== Exercise objective ==
Could you filter the records below and keep only the lines with the word "Receivables"?

★ ★ ★ ★ ★

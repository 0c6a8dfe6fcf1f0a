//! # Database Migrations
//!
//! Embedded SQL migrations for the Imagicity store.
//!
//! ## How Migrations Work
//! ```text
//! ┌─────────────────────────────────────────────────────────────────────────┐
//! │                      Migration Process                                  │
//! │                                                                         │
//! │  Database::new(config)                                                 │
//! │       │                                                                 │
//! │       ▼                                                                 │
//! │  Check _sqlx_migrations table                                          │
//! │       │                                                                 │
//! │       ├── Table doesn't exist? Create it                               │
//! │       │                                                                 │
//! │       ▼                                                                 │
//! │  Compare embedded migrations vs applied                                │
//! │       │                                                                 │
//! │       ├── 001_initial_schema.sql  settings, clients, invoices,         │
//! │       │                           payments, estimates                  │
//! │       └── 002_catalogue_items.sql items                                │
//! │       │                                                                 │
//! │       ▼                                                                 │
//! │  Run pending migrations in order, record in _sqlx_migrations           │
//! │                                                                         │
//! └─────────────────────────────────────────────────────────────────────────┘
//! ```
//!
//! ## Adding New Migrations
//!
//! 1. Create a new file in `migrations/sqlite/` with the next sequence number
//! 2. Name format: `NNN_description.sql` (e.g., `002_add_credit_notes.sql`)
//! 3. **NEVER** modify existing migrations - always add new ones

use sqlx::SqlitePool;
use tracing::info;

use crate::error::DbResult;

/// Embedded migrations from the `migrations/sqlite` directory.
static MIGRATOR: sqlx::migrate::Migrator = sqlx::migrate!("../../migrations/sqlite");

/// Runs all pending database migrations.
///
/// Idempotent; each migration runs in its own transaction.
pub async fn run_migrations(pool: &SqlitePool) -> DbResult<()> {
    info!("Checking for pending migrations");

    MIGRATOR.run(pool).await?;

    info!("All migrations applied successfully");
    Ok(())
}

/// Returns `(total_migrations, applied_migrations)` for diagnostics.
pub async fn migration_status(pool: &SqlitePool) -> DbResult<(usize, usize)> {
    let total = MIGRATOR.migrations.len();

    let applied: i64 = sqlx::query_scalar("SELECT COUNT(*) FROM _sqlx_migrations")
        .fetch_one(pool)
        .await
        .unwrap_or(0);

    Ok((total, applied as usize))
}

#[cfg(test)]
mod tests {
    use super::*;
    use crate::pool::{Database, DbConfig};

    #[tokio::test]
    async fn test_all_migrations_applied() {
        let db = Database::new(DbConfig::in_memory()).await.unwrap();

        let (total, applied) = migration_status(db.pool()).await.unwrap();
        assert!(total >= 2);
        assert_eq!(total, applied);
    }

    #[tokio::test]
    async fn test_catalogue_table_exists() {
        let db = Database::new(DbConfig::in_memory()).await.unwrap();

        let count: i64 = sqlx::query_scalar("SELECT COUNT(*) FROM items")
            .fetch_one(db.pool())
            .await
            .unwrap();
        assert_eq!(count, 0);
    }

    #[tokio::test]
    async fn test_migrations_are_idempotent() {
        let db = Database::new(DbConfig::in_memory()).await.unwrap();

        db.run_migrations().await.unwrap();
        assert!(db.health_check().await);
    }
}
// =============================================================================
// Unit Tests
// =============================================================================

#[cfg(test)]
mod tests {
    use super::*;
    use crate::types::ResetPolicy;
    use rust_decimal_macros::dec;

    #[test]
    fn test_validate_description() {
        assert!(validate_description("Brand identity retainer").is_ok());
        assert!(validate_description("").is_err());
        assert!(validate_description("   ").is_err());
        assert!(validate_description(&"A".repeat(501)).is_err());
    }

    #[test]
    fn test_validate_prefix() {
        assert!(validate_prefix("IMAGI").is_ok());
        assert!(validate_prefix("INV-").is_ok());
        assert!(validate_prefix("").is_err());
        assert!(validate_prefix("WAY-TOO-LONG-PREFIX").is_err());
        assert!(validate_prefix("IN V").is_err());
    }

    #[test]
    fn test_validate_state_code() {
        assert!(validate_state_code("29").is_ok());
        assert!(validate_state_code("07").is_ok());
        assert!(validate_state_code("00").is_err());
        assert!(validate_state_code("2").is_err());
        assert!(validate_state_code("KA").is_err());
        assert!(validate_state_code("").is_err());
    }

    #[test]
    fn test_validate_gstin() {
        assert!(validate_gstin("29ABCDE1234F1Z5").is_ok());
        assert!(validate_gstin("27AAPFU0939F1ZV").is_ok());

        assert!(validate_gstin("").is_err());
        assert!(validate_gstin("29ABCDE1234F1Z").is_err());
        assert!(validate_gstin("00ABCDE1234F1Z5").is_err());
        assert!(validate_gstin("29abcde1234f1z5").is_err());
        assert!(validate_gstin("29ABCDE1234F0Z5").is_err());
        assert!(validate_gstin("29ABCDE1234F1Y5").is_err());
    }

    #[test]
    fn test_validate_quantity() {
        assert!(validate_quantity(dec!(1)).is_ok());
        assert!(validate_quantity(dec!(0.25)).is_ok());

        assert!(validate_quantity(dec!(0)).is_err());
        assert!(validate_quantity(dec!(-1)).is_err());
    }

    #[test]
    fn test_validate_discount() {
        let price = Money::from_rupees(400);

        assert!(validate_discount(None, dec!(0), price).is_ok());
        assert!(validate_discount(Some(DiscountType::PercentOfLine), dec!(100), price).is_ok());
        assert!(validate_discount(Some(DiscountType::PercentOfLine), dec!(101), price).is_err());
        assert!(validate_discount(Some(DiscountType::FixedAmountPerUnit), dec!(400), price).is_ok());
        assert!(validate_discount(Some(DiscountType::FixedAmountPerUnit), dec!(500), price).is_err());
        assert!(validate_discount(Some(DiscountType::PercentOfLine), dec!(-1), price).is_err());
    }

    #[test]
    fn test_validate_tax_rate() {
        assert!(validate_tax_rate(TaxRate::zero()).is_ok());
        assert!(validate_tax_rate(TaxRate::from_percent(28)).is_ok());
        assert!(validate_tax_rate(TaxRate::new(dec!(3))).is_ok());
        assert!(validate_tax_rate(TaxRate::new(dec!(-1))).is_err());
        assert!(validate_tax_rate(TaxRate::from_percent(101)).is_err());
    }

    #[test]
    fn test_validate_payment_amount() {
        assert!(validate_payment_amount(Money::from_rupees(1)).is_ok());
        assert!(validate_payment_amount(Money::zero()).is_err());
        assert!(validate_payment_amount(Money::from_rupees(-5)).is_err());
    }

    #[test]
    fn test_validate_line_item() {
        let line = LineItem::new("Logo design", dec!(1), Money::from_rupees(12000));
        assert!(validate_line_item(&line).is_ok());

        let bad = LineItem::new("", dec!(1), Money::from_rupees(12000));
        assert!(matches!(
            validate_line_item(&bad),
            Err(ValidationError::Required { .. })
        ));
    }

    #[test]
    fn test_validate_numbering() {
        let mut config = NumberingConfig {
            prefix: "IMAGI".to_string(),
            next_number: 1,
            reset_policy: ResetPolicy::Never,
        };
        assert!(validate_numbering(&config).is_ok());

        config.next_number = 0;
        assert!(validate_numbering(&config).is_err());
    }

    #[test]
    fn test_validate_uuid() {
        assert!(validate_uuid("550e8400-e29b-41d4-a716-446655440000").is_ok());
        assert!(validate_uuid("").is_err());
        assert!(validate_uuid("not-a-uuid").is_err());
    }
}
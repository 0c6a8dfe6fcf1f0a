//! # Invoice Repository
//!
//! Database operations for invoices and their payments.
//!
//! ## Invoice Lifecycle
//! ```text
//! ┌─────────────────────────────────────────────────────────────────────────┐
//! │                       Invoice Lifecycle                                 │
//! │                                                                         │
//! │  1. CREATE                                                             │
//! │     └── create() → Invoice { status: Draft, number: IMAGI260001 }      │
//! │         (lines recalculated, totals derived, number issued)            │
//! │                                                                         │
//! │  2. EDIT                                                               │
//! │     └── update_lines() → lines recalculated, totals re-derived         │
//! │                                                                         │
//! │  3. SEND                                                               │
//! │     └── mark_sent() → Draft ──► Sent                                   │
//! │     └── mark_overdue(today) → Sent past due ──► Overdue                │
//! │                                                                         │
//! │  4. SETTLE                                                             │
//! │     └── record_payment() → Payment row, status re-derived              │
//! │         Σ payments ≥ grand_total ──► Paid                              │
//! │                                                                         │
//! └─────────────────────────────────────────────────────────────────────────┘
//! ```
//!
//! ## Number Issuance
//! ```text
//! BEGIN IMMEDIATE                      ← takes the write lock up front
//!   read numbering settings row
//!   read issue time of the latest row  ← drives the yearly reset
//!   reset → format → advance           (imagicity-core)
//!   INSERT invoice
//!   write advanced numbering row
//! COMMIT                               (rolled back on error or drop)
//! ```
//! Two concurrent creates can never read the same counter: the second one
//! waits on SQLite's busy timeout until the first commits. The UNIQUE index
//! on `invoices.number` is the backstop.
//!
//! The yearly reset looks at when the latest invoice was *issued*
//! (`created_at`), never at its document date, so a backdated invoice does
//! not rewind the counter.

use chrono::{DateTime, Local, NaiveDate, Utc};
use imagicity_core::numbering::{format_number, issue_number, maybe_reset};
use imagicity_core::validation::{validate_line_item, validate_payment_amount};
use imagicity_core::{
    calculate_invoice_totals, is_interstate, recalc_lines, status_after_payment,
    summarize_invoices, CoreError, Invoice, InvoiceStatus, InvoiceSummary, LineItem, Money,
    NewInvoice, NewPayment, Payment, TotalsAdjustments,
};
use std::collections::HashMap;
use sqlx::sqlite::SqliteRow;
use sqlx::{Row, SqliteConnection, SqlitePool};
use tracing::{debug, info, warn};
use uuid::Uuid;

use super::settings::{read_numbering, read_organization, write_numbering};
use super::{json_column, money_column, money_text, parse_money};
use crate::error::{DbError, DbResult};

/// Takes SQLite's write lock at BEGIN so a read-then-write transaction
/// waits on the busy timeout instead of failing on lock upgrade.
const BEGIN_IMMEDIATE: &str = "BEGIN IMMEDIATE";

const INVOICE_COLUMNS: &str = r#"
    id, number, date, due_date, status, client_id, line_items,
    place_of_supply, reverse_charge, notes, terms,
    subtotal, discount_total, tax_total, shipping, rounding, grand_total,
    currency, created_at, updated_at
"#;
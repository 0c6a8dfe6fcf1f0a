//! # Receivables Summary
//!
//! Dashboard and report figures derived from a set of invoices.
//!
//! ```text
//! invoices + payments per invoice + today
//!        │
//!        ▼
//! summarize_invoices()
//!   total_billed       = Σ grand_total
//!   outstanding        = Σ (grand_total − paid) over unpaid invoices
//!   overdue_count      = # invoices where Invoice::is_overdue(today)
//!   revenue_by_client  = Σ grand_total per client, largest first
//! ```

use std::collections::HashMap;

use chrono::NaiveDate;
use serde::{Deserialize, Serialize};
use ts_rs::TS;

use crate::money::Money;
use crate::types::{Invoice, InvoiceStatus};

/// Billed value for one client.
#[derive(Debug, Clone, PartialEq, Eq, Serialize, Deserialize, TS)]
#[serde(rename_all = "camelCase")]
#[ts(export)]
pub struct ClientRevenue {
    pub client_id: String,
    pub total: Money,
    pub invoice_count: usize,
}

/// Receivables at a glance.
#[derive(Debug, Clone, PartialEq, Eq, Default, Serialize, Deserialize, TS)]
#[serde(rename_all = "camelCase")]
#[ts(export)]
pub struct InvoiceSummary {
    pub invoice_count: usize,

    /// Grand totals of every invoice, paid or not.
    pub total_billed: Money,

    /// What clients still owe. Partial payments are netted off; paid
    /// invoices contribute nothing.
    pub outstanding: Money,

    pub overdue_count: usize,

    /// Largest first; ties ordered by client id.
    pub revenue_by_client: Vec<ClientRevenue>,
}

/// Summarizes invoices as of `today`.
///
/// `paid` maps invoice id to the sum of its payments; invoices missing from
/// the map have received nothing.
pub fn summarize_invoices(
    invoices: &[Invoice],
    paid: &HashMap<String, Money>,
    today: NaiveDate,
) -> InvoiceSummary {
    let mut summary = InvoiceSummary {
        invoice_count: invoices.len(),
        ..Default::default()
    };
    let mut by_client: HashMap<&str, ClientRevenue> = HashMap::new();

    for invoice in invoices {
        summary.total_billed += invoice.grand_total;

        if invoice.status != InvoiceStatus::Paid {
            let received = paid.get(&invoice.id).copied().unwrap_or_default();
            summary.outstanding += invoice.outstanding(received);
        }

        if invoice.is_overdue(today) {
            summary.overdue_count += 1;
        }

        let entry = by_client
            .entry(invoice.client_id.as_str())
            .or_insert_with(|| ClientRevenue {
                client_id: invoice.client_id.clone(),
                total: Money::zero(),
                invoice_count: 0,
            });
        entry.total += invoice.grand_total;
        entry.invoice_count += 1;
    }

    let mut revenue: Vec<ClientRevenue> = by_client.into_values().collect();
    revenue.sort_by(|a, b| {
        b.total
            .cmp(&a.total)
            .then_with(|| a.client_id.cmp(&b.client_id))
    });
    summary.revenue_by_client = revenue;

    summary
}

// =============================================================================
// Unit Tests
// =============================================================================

★ ★ ★ ★ ★

== Task output ==
//! # Receivables Summary
/// Receivables at a glance.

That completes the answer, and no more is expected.